→ **Work instructions**:
Nothing in the data may be altered; copy it all exactly.

→ **Material to process**:
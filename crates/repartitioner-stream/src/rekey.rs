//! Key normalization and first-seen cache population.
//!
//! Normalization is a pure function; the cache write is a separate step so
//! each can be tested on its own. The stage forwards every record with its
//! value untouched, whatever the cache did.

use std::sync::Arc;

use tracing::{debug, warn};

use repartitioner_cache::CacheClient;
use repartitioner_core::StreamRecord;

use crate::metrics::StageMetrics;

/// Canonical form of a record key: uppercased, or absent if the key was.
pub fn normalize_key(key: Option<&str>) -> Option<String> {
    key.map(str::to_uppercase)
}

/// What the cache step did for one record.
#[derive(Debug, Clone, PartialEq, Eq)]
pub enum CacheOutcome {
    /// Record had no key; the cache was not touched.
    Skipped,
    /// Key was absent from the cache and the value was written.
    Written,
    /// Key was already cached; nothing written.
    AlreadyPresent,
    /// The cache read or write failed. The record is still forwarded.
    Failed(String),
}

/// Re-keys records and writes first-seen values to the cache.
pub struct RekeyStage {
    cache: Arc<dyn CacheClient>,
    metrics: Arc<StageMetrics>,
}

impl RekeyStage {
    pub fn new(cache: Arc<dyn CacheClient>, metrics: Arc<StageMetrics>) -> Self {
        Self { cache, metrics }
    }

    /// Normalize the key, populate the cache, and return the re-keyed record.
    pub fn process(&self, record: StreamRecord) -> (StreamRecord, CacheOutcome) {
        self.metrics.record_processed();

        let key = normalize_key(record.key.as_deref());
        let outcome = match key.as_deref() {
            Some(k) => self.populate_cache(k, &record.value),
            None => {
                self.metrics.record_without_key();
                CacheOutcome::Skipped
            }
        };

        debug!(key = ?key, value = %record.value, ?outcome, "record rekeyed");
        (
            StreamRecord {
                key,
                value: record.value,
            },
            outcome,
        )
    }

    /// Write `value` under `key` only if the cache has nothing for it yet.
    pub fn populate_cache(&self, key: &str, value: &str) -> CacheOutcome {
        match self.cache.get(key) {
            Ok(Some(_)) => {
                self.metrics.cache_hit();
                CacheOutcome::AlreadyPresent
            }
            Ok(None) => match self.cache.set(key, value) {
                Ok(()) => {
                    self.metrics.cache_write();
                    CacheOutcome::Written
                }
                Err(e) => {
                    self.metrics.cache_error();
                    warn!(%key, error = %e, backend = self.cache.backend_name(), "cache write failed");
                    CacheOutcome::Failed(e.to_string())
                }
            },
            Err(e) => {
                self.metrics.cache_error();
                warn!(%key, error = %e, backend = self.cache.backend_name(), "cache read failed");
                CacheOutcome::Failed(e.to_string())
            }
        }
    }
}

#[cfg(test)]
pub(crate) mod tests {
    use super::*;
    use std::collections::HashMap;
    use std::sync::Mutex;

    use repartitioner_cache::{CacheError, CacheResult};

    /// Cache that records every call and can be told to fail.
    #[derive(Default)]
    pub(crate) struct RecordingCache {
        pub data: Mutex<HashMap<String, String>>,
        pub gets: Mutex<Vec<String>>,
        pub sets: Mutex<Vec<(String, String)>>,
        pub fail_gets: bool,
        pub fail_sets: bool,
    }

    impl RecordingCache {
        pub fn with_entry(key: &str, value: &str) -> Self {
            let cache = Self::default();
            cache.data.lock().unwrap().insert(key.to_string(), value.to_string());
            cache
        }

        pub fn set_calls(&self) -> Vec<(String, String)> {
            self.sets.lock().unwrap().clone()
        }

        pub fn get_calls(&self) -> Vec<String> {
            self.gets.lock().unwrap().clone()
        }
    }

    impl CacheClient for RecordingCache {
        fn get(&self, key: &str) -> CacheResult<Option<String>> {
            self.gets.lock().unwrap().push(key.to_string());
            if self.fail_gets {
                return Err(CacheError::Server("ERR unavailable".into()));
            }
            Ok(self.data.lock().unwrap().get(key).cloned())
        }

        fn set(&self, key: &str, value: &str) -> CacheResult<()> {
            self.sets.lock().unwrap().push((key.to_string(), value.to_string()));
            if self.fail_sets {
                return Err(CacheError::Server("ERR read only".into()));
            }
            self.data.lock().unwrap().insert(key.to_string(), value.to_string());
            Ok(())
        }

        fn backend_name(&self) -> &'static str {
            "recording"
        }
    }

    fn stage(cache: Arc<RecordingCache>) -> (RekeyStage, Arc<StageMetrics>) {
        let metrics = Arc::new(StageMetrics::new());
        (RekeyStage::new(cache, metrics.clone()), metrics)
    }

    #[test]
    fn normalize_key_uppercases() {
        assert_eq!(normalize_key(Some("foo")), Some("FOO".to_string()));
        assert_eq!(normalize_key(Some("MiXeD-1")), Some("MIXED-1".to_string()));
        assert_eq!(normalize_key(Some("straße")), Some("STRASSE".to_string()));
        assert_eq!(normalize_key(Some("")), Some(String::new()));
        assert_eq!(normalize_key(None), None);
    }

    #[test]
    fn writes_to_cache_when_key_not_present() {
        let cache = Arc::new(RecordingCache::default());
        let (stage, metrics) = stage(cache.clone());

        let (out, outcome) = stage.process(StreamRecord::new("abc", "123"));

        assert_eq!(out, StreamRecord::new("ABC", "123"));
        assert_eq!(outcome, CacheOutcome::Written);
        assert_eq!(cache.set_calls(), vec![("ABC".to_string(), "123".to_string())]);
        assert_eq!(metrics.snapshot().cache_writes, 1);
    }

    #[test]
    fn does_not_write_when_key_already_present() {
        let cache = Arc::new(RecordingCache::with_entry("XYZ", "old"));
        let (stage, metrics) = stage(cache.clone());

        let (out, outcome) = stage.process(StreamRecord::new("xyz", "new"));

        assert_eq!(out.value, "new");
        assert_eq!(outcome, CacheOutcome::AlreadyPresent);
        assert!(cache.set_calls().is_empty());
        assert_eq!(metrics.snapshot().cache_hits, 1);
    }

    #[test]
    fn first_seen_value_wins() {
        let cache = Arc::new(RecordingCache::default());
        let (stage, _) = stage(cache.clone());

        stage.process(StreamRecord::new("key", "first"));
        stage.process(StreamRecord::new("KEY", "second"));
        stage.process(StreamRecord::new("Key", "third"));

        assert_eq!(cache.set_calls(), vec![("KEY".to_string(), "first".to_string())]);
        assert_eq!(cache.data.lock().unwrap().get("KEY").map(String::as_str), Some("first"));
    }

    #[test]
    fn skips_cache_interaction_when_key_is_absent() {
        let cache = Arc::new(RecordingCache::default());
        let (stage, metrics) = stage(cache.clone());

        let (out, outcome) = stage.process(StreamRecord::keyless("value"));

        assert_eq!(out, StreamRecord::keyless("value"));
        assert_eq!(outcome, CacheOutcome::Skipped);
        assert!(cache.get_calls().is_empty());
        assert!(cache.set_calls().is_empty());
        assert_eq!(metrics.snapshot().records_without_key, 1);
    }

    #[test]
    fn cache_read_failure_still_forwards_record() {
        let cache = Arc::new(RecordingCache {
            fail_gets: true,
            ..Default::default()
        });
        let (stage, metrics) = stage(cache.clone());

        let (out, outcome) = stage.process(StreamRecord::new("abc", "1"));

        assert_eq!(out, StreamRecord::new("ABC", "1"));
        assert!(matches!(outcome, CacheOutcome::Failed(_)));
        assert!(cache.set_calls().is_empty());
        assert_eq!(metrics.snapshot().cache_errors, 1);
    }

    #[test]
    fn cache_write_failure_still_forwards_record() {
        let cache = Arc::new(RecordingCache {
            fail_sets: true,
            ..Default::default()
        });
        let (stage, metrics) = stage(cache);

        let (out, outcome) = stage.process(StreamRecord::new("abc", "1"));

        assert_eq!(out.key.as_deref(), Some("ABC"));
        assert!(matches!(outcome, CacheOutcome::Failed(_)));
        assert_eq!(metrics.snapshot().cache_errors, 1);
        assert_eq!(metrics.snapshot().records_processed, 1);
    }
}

→ **Written solution**:
filename crates/repartitioner-stream/src/rekey.rs
//! Key normalization and first-seen cache population.
//!
//! Normalization is a pure function; the cache write is a separate step so
//! each can be tested on its own. The stage forwards every record with its
//! value untouched, whatever the cache did.

use std::sync::Arc;

use tracing::{debug, warn};

use repartitioner_cache::CacheClient;
use repartitioner_core::StreamRecord;

use crate::metrics::StageMetrics;

/// Canonical form of a record key: uppercased, or absent if the key was.
pub fn normalize_key(key: Option<&str>) -> Option<String> {
    key.map(str::to_uppercase)
}

/// What the cache step did for one record.
#[derive(Debug, Clone, PartialEq, Eq)]
pub enum CacheOutcome {
    /// Record had no key; the cache was not touched.
    Skipped,
    /// Key was absent from the cache and the value was written.
    Written,
    /// Key was already cached; nothing written.
    AlreadyPresent,
    /// The cache read or write failed. The record is still forwarded.
    Failed(String),
}

/// Re-keys records and writes first-seen values to the cache.
pub struct RekeyStage {
    cache: Arc<dyn CacheClient>,
    metrics: Arc<StageMetrics>,
}

impl RekeyStage {
    pub fn new(cache: Arc<dyn CacheClient>, metrics: Arc<StageMetrics>) -> Self {
        Self { cache, metrics }
    }

    /// Normalize the key, populate the cache, and return the re-keyed record.
    pub fn process(&self, record: StreamRecord) -> (StreamRecord, CacheOutcome) {
        self.metrics.record_processed();

        let key = normalize_key(record.key.as_deref());
        let outcome = match key.as_deref() {
            Some(k) => self.populate_cache(k, &record.value),
            None => {
                self.metrics.record_without_key();
                CacheOutcome::Skipped
            }
        };

        debug!(key = ?key, value = %record.value, ?outcome, "record rekeyed");
        (
            StreamRecord {
                key,
                value: record.value,
            },
            outcome,
        )
    }

    /// Write `value` under `key` only if the cache has nothing for it yet.
    pub fn populate_cache(&self, key: &str, value: &str) -> CacheOutcome {
        match self.cache.get(key) {
            Ok(Some(_)) => {
                self.metrics.cache_hit();
                CacheOutcome::AlreadyPresent
            }
            Ok(None) => match self.cache.set(key, value) {
                Ok(()) => {
                    self.metrics.cache_write();
                    CacheOutcome::Written
                }
                Err(e) => {
                    self.metrics.cache_error();
                    warn!(%key, error = %e, backend = self.cache.backend_name(), "cache write failed");
                    CacheOutcome::Failed(e.to_string())
                }
            },
            Err(e) => {
                self.metrics.cache_error();
                warn!(%key, error = %e, backend = self.cache.backend_name(), "cache read failed");
                CacheOutcome::Failed(e.to_string())
            }
        }
    }
}

#[cfg(test)]
pub(crate) mod tests {
    use super::*;
    use std::collections::HashMap;
    use std::sync::Mutex;

    use repartitioner_cache::{CacheError, CacheResult};

    /// Cache that records every call and can be told to fail.
    #[derive(Default)]
    pub(crate) struct RecordingCache {
        pub data: Mutex<HashMap<String, String>>,
        pub gets: Mutex<Vec<String>>,
        pub sets: Mutex<Vec<(String, String)>>,
        pub fail_gets: bool,
        pub fail_sets: bool,
    }

    impl RecordingCache {
        pub fn with_entry(key: &str, value: &str) -> Self {
            let cache = Self::default();
            cache.data.lock().unwrap().insert(key.to_string(), value.to_string());
            cache
        }

        pub fn set_calls(&self) -> Vec<(String, String)> {
            self.sets.lock().unwrap().clone()
        }

        pub fn get_calls(&self) -> Vec<String> {
            self.gets.lock().unwrap().clone()
        }
    }

    impl CacheClient for RecordingCache {
        fn get(&self, key: &str) -> CacheResult<Option<String>> {
            self.gets.lock().unwrap().push(key.to_string());
            if self.fail_gets {
                return Err(CacheError::Server("ERR unavailable".into()));
            }
            Ok(self.data.lock().unwrap().get(key).cloned())
        }

        fn set(&self, key: &str, value: &str) -> CacheResult<()> {
            self.sets.lock().unwrap().push((key.to_string(), value.to_string()));
            if self.fail_sets {
                return Err(CacheError::Server("ERR read only".into()));
            }
            self.data.lock().unwrap().insert(key.to_string(), value.to_string());
            Ok(())
        }

        fn backend_name(&self) -> &'static str {
            "recording"
        }
    }

    fn stage(cache: Arc<RecordingCache>) -> (RekeyStage, Arc<StageMetrics>) {
        let metrics = Arc::new(StageMetrics::new());
        (RekeyStage::new(cache, metrics.clone()), metrics)
    }

    #[test]
    fn normalize_key_uppercases() {
        assert_eq!(normalize_key(Some("foo")), Some("FOO".to_string()));
        assert_eq!(normalize_key(Some("MiXeD-1")), Some("MIXED-1".to_string()));
        assert_eq!(normalize_key(Some("straße")), Some("STRASSE".to_string()));
        assert_eq!(normalize_key(Some("")), Some(String::new()));
        assert_eq!(normalize_key(None), None);
    }

    #[test]
    fn writes_to_cache_when_key_not_present() {
        let cache = Arc::new(RecordingCache::default());
        let (stage, metrics) = stage(cache.clone());

        let (out, outcome) = stage.process(StreamRecord::new("abc", "123"));

        assert_eq!(out, StreamRecord::new("ABC", "123"));
        assert_eq!(outcome, CacheOutcome::Written);
        assert_eq!(cache.set_calls(), vec![("ABC".to_string(), "123".to_string())]);
        assert_eq!(metrics.snapshot().cache_writes, 1);
    }

    #[test]
    fn does_not_write_when_key_already_present() {
        let cache = Arc::new(RecordingCache::with_entry("XYZ", "old"));
        let (stage, metrics) = stage(cache.clone());

        let (out, outcome) = stage.process(StreamRecord::new("xyz", "new"));

        assert_eq!(out.value, "new");
        assert_eq!(outcome, CacheOutcome::AlreadyPresent);
        assert!(cache.set_calls().is_empty());
        assert_eq!(metrics.snapshot().cache_hits, 1);
    }

    #[test]
    fn first_seen_value_wins() {
        let cache = Arc::new(RecordingCache::default());
        let (stage, _) = stage(cache.clone());

        stage.process(StreamRecord::new("key", "first"));
        stage.process(StreamRecord::new("KEY", "second"));
        stage.process(StreamRecord::new("Key", "third"));

        assert_eq!(cache.set_calls(), vec![("KEY".to_string(), "first".to_string())]);
        assert_eq!(cache.data.lock().unwrap().get("KEY").map(String::as_str), Some("first"));
    }

    #[test]
    fn skips_cache_interaction_when_key_is_absent() {
        let cache = Arc::new(RecordingCache::default());
        let (stage, metrics) = stage(cache.clone());

        let (out, outcome) = stage.process(StreamRecord::keyless("value"));

        assert_eq!(out, StreamRecord::keyless("value"));
        assert_eq!(outcome, CacheOutcome::Skipped);
        assert!(cache.get_calls().is_empty());
        assert!(cache.set_calls().is_empty());
        assert_eq!(metrics.snapshot().records_without_key, 1);
    }

    #[test]
    fn cache_read_failure_still_forwards_record() {
        let cache = Arc::new(RecordingCache {
            fail_gets: true,
            ..Default::default()
        });
        let (stage, metrics) = stage(cache.clone());

        let (out, outcome) = stage.process(StreamRecord::new("abc", "1"));

        assert_eq!(out, StreamRecord::new("ABC", "1"));
        assert!(matches!(outcome, CacheOutcome::Failed(_)));
        assert!(cache.set_calls().is_empty());
        assert_eq!(metrics.snapshot().cache_errors, 1);
    }

    #[test]
    fn cache_write_failure_still_forwards_record() {
        let cache = Arc::new(RecordingCache {
            fail_sets: true,
            ..Default::default()
        });
        let (stage, metrics) = stage(cache);

        let (out, outcome) = stage.process(StreamRecord::new("abc", "1"));

        assert_eq!(out.key.as_deref(), Some("ABC"));
        assert!(matches!(outcome, CacheOutcome::Failed(_)));
        assert_eq!(metrics.snapshot().cache_errors, 1);
        assert_eq!(metrics.snapshot().records_processed, 1);
    }
}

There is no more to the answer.